The annual conference brings together the leaders of the Corps of Engineers, Coast Guard and inland barge industry for several days of panel presentations, information-sharing and networking. Among the featured speakers will be Merritt Lane, president of Canal Barge Company and chairman of The American Waterways Operators; William Ensch, chief of operations for the Corps of Engineers; Adm. Joel Whitehead, commander of the Eighth Coast Guard District; and Cornell Martin, new president of Waterways Council Inc. Capt. David Stalfort, commanding officer of the Coast Cuard’s National Maritime Center, will discuss licensing issues.
The program also includes the “Captains’ Panel,” featuring a number of experienced towboat captains discussing some of the issues they face in the wheelhouse. Other topics on the preliminary agenda include the Coast Guard’s “Operation Big Tow,” training opportunities, river stage forecasting, discharge permits, and a host of other industry issues. Evening activities are also scheduled….
President Obama’s stimulus bill, signed into law February 17 and officially called the American Recovery and Reinvestmant Act, contains money for inland waterways interests in addition to the $4.6 billion for the Army Corps of Engineers.

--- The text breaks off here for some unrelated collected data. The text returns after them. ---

//! Error types for variant generation.

use std::path::PathBuf;

use thiserror::Error;

/// Errors that can occur while loading configuration or generating
/// variant themes.
///
/// Every variant is unrecoverable for the run: failures are structural
/// (bad configuration, unsafe output location, broken template tree),
/// not transient, so there is no retry path anywhere.
#[derive(Debug, Error)]
pub enum Error {
    /// The variant config file does not exist.
    #[error("config file not found: {}", .0.display())]
    ConfigMissing(PathBuf),

    /// The variant config file exists but could not be parsed.
    #[error("{}:{line}: {message}", path.display())]
    ConfigParse {
        path: PathBuf,
        line: usize,
        message: String,
    },

    /// A `%(name)s` reference in a config value could not be expanded.
    #[error("bad interpolation in [{section}] {option}: {message}")]
    Interpolation {
        section: String,
        option: String,
        message: String,
    },

    /// Neither `[gtk3]` nor `[gtk2]` is present, so nothing says where
    /// colors live inside the themes.
    #[error("{}: no [gtk3] or [gtk2] hint section found", .0.display())]
    MissingHints(PathBuf),

    /// The output root already exists; refusing to clobber a previous run.
    #[error("output directory already exists: {}", .0.display())]
    OutputExists(PathBuf),

    /// A variant referenced a terminal-scheme key that does not exist.
    #[error("unknown palette key '{0}'")]
    UnknownPaletteKey(String),

    /// A theme is missing its mandatory `index.theme` descriptor.
    #[error("theme descriptor not found: {}", .0.display())]
    DescriptorMissing(PathBuf),

    /// A color token could not be compiled into a substitution pattern.
    #[error("invalid substitution pattern for token '{token}': {source}")]
    TokenPattern {
        token: String,
        source: regex::Error,
    },

    /// Underlying filesystem failure, annotated with the path involved.
    #[error("{}: {source}", path.display())]
    Io {
        path: PathBuf,
        source: std::io::Error,
    },
}

impl Error {
    /// Builds a `map_err` closure that attaches `path` to an I/O error.
    pub(crate) fn io(path: impl Into<PathBuf>) -> impl FnOnce(std::io::Error) -> Error {
        let path = path.into();
        move |source| Error::Io { path, source }
    }
}

/// Result type for variant generation operations.
pub type Result<T> = std::result::Result<T, Error>;
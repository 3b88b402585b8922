//! # Retint - GTK Theme Color-Variant Generator
//!
//! `retint` turns a set of template GTK theme directories into recolored
//! copies, one per (variant, theme) pair. A *variant* is a named mapping
//! of color tokens to values; a value is either a hex literal or the name
//! of a slot in the user's terminal color scheme (Xresources). Tokens
//! embedded in a theme's color files are replaced whole-word with the
//! resolved hex colors, and the theme descriptor is relabeled so the
//! variant shows up under its own name.
//!
//! ## Core Concepts
//!
//! - [`Palette`]: the resolved terminal scheme of 19 named color slots,
//!   loaded from Xresources or built-in defaults
//! - [`VariantConfig`]: the parsed config: format hints plus variant
//!   definitions, case-sensitive and order-preserving
//! - [`resolve`](resolve::resolve): raw value → concrete hex color
//! - [`generate`]: the orchestrator crossing themes with variants
//!
//! ## Quick Start
//!
//! ```rust,no_run
//! use std::path::Path;
//! use retint::{generate, load_scheme, GenerateOptions, VariantConfig};
//!
//! let palette = load_scheme(None);
//! let config = VariantConfig::load(Path::new("variants.conf"))?;
//! let summary = generate(&config, &palette, &GenerateOptions::default())?;
//! println!("{} theme directories written", summary.directories);
//! # Ok::<(), retint::Error>(())
//! ```

pub mod config;
pub mod copy;
pub mod error;
pub mod generate;
pub mod label;
pub mod resolve;
pub mod rewrite;
pub mod xresources;

pub use config::{Variant, VariantConfig};
pub use error::{Error, Result};
pub use generate::{generate, GenerateOptions, Summary};
pub use xresources::{load_scheme, Palette};
// Core modules
pub mod config;
pub mod error;
pub mod model;
pub mod permission;
pub mod report;

// Re-export commonly used types
pub use config::AuditConfig;
pub use error::{AuditError, Result};
pub use model::{Collaborator, Organization, Repository};
pub use permission::{CapabilityFlags, PermissionLevel, classify};
pub use report::{CsvReportWriter, Email, ReportRow, ReportSink};
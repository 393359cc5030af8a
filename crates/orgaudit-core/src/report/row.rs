use crate::permission::PermissionLevel;
use std::fmt;

/// Text written when no email could be resolved
pub const EMAIL_UNAVAILABLE: &str = "Not available";

/// Outcome of a best-effort email lookup
#[derive(Debug, Clone, PartialEq, Eq)]
pub enum Email {
    Found(String),
    Unavailable,
}

impl Email {
    pub fn as_str(&self) -> &str {
        match self {
            Email::Found(address) => address,
            Email::Unavailable => EMAIL_UNAVAILABLE,
        }
    }

    pub fn is_found(&self) -> bool {
        matches!(self, Email::Found(_))
    }
}

impl fmt::Display for Email {
    fn fmt(&self, f: &mut fmt::Formatter<'_>) -> fmt::Result {
        f.write_str(self.as_str())
    }
}

/// One line of the report: a collaborator on a repository in an organization
#[derive(Debug, Clone, PartialEq, Eq)]
pub struct ReportRow {
    pub organization: String,
    pub repository: String,
    pub username: String,
    pub email: Email,
    pub permission: PermissionLevel,
}

impl ReportRow {
    /// Fields in column order
    pub fn fields(&self) -> [&str; 5] {
        [
            &self.organization,
            &self.repository,
            &self.username,
            self.email.as_str(),
            self.permission.as_str(),
        ]
    }
}
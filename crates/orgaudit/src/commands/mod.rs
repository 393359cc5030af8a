//! CLI command implementations

pub mod report;
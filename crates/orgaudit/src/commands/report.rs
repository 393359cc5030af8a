//! Report generation

use crate::cli::Cli;
use crate::credential::{prompt_stdin, resolve_token};
use anyhow::{Context, Result};
use orgaudit_core::{AuditConfig, CsvReportWriter};
use orgaudit_github::{AuthContext, Auditor, GitHubClient, TracingObserver};

pub fn run(cli: Cli) -> Result<()> {
    let config = AuditConfig::load(cli.config.as_deref()).context("failed to load configuration")?;

    let token = resolve_token(cli.token, prompt_stdin)?;
    let client = GitHubClient::new(AuthContext::new(token)?, &config)?;
    let auditor = Auditor::new(&client, &config)?;

    let mut sink = CsvReportWriter::create(&cli.output)
        .with_context(|| format!("failed to create {}", cli.output.display()))?;

    tracing::debug!(base_url = %client.base_url(), output = %cli.output.display(), "Starting audit");
    auditor.run(&cli.organizations, &mut sink, &mut TracingObserver)?;

    println!("Report generated successfully: {}", cli.output.display());
    Ok(())
}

It also includes a ramp-up to $100 million for the Maritime Administration’s Small Shipyards Program. Last year, the program distributed $9.8 million to small shipyards across the country, including nine “brown-water” yards serving the inland waterways (WJ, May 19, 2008).
Last year’s grants were the first time MarAd directly funded shipyards (a previous program subsidized construction differentials for individual ships).
A MarAd spokesperson said no shipyards have yet applied for this year’s round of grants. According to the terms of the American Recovery and Reinvestment Act, all federal agencies dispensing money under the bill must submit a spending plan to the White House….
When Joe Nichols formed Nichols Boat Company in 2007, it was a new company, but not exactly a new departure. “My dad has been in the boat-building business for 43 years,” said Mark Nichols. Nichols Propeller has been repairing propellers and other towboat and barge equipment for more than 30 years in Greenville, Miss.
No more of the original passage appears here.